WHAT YOU NEED TO DO
Write the records out once more. Leave each line exactly as given.

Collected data
---+---

#[cfg(test)]
mod tests {
    use super::*;

    #[test]
    fn test_built_in_layouts_construct() {
        for kind in LayoutKind::ALL {
            let layout = kind.layout();
            assert_eq!(layout.name(), kind.name());
        }
    }

    #[test]
    fn test_generic_layout_positions() {
        let layout = ColumnLayout::generic();
        assert_eq!(layout.width(), 20);
        assert_eq!(layout.index_of(Field::LineItemNumber), Some(0));
        assert_eq!(layout.index_of(Field::UnconvertedQty), Some(3));
        assert_eq!(layout.index_of(Field::UnitCost), Some(5));
        assert_eq!(layout.index_of(Field::CostCode), Some(7));
        assert_eq!(layout.index_of(Field::ProductionRate), Some(10));
        assert_eq!(layout.index_of(Field::Billing), None);
    }

    #[test]
    fn test_project_layouts_differ_only_in_positions() {
        let v1 = ColumnLayout::project_v1();
        let v2 = ColumnLayout::project_v2();
        assert_eq!(v1.width(), 23);
        assert_eq!(v2.width(), 23);
        assert_eq!(v1.index_of(Field::CostCode), Some(1));
        assert_eq!(v2.index_of(Field::CostCode), Some(2));

        let fields = |layout: &ColumnLayout| {
            let mut f: Vec<_> = layout.fields().into_iter().map(|(f, _)| f).collect();
            f.sort();
            f
        };
        assert_eq!(fields(&v1), fields(&v2));
    }

    #[test]
    fn test_missing_required_field() {
        let err = ColumnLayout::new("custom", [(Field::LineItemNumber, 0)]).unwrap_err();
        assert!(matches!(
            err,
            LayoutError::MissingField {
                field: Field::LineItemName,
                ..
            }
        ));
    }

    #[test]
    fn test_duplicate_index_rejected() {
        let err = ColumnLayout::new("custom", [(Field::UnitCost, 4), (Field::UnitTotal, 4)])
            .unwrap_err();
        assert!(matches!(err, LayoutError::DuplicateIndex { index: 4, .. }));
    }

    #[test]
    fn test_duplicate_field_rejected() {
        let err =
            ColumnLayout::new("custom", [(Field::UnitCost, 4), (Field::UnitCost, 5)]).unwrap_err();
        assert!(matches!(
            err,
            LayoutError::DuplicateField {
                field: Field::UnitCost,
                ..
            }
        ));
    }

    #[test]
    fn test_cell_past_row_end_is_blank() {
        let layout = ColumnLayout::generic();
        let row = vec![Cell::from("1")];
        assert_eq!(layout.cell(&row, Field::LineItemNumber), &Cell::from("1"));
        assert!(layout.cell(&row, Field::Notes).is_blank());
        assert!(layout.cell(&row, Field::Billing).is_blank());
    }

    #[test]
    fn test_numeric_fields_exclude_text() {
        let numeric = ColumnLayout::generic().numeric_fields();
        assert!(numeric.contains(&Field::UnitCost));
        assert!(!numeric.contains(&Field::CostCode));
        assert!(!numeric.contains(&Field::Notes));
        assert_eq!(numeric.first(), Some(&Field::UnconvertedQty));
    }

    #[test]
    fn test_template_export() {
        let template = ColumnLayout::generic().template();
        assert_eq!(template.layout, "generic");
        assert_eq!(template.columns.len(), 20);
        assert_eq!(template.columns[0].header, "Line Item Number");
        assert!(template.columns[0].required);
        assert_eq!(template.columns[7].key, "costCode");
        assert!(template.columns[7].required);
        assert!(!template.columns[1].required);
        assert!(template.cost_codes.contains(&"Concrete"));

        let calculated: Vec<_> = template
            .columns
            .iter()
            .filter(|column| column.calculated)
            .map(|column| column.key)
            .collect();
        assert_eq!(
            calculated,
            ["unitTotal", "convertedQty", "hours", "laborCost", "budgetTotal"]
        );
    }

    #[test]
    fn test_field_from_key() {
        assert_eq!(Field::from_key("costCode"), Some(Field::CostCode));
        assert_eq!(Field::from_key("cost_code"), Some(Field::CostCode));
        assert_eq!(Field::from_key("COST-CODE"), Some(Field::CostCode));
        assert_eq!(Field::from_key("actual_conv_qty"), Some(Field::ActualConvQty));
        assert_eq!(Field::from_key("costcodes"), None);
        assert!(Field::ALL.iter().all(|f| Field::from_key(f.key()) == Some(*f)));
    }

    #[test]
    fn test_layout_kind_from_str() {
        assert_eq!("generic".parse::<LayoutKind>().unwrap(), LayoutKind::Generic);
        assert_eq!("Project-V1".parse::<LayoutKind>().unwrap(), LayoutKind::ProjectV1);
        assert!("legacy".parse::<LayoutKind>().is_err());
        assert_eq!(LayoutKind::ProjectV2.to_string(), "project_v2");
    }
}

---+---

REPLY
#[cfg(test)]
mod tests {
    use super::*;

    #[test]
    fn test_built_in_layouts_construct() {
        for kind in LayoutKind::ALL {
            let layout = kind.layout();
            assert_eq!(layout.name(), kind.name());
        }
    }

    #[test]
    fn test_generic_layout_positions() {
        let layout = ColumnLayout::generic();
        assert_eq!(layout.width(), 20);
        assert_eq!(layout.index_of(Field::LineItemNumber), Some(0));
        assert_eq!(layout.index_of(Field::UnconvertedQty), Some(3));
        assert_eq!(layout.index_of(Field::UnitCost), Some(5));
        assert_eq!(layout.index_of(Field::CostCode), Some(7));
        assert_eq!(layout.index_of(Field::ProductionRate), Some(10));
        assert_eq!(layout.index_of(Field::Billing), None);
    }

    #[test]
    fn test_project_layouts_differ_only_in_positions() {
        let v1 = ColumnLayout::project_v1();
        let v2 = ColumnLayout::project_v2();
        assert_eq!(v1.width(), 23);
        assert_eq!(v2.width(), 23);
        assert_eq!(v1.index_of(Field::CostCode), Some(1));
        assert_eq!(v2.index_of(Field::CostCode), Some(2));

        let fields = |layout: &ColumnLayout| {
            let mut f: Vec<_> = layout.fields().into_iter().map(|(f, _)| f).collect();
            f.sort();
            f
        };
        assert_eq!(fields(&v1), fields(&v2));
    }

    #[test]
    fn test_missing_required_field() {
        let err = ColumnLayout::new("custom", [(Field::LineItemNumber, 0)]).unwrap_err();
        assert!(matches!(
            err,
            LayoutError::MissingField {
                field: Field::LineItemName,
                ..
            }
        ));
    }

    #[test]
    fn test_duplicate_index_rejected() {
        let err = ColumnLayout::new("custom", [(Field::UnitCost, 4), (Field::UnitTotal, 4)])
            .unwrap_err();
        assert!(matches!(err, LayoutError::DuplicateIndex { index: 4, .. }));
    }

    #[test]
    fn test_duplicate_field_rejected() {
        let err =
            ColumnLayout::new("custom", [(Field::UnitCost, 4), (Field::UnitCost, 5)]).unwrap_err();
        assert!(matches!(
            err,
            LayoutError::DuplicateField {
                field: Field::UnitCost,
                ..
            }
        ));
    }

    #[test]
    fn test_cell_past_row_end_is_blank() {
        let layout = ColumnLayout::generic();
        let row = vec![Cell::from("1")];
        assert_eq!(layout.cell(&row, Field::LineItemNumber), &Cell::from("1"));
        assert!(layout.cell(&row, Field::Notes).is_blank());
        assert!(layout.cell(&row, Field::Billing).is_blank());
    }

    #[test]
    fn test_numeric_fields_exclude_text() {
        let numeric = ColumnLayout::generic().numeric_fields();
        assert!(numeric.contains(&Field::UnitCost));
        assert!(!numeric.contains(&Field::CostCode));
        assert!(!numeric.contains(&Field::Notes));
        assert_eq!(numeric.first(), Some(&Field::UnconvertedQty));
    }

    #[test]
    fn test_template_export() {
        let template = ColumnLayout::generic().template();
        assert_eq!(template.layout, "generic");
        assert_eq!(template.columns.len(), 20);
        assert_eq!(template.columns[0].header, "Line Item Number");
        assert!(template.columns[0].required);
        assert_eq!(template.columns[7].key, "costCode");
        assert!(template.columns[7].required);
        assert!(!template.columns[1].required);
        assert!(template.cost_codes.contains(&"Concrete"));

        let calculated: Vec<_> = template
            .columns
            .iter()
            .filter(|column| column.calculated)
            .map(|column| column.key)
            .collect();
        assert_eq!(
            calculated,
            ["unitTotal", "convertedQty", "hours", "laborCost", "budgetTotal"]
        );
    }

    #[test]
    fn test_field_from_key() {
        assert_eq!(Field::from_key("costCode"), Some(Field::CostCode));
        assert_eq!(Field::from_key("cost_code"), Some(Field::CostCode));
        assert_eq!(Field::from_key("COST-CODE"), Some(Field::CostCode));
        assert_eq!(Field::from_key("actual_conv_qty"), Some(Field::ActualConvQty));
        assert_eq!(Field::from_key("costcodes"), None);
        assert!(Field::ALL.iter().all(|f| Field::from_key(f.key()) == Some(*f)));
    }

    #[test]
    fn test_layout_kind_from_str() {
        assert_eq!("generic".parse::<LayoutKind>().unwrap(), LayoutKind::Generic);
        assert_eq!("Project-V1".parse::<LayoutKind>().unwrap(), LayoutKind::ProjectV1);
        assert!("legacy".parse::<LayoutKind>().is_err());
        assert_eq!(LayoutKind::ProjectV2.to_string(), "project_v2");
    }
}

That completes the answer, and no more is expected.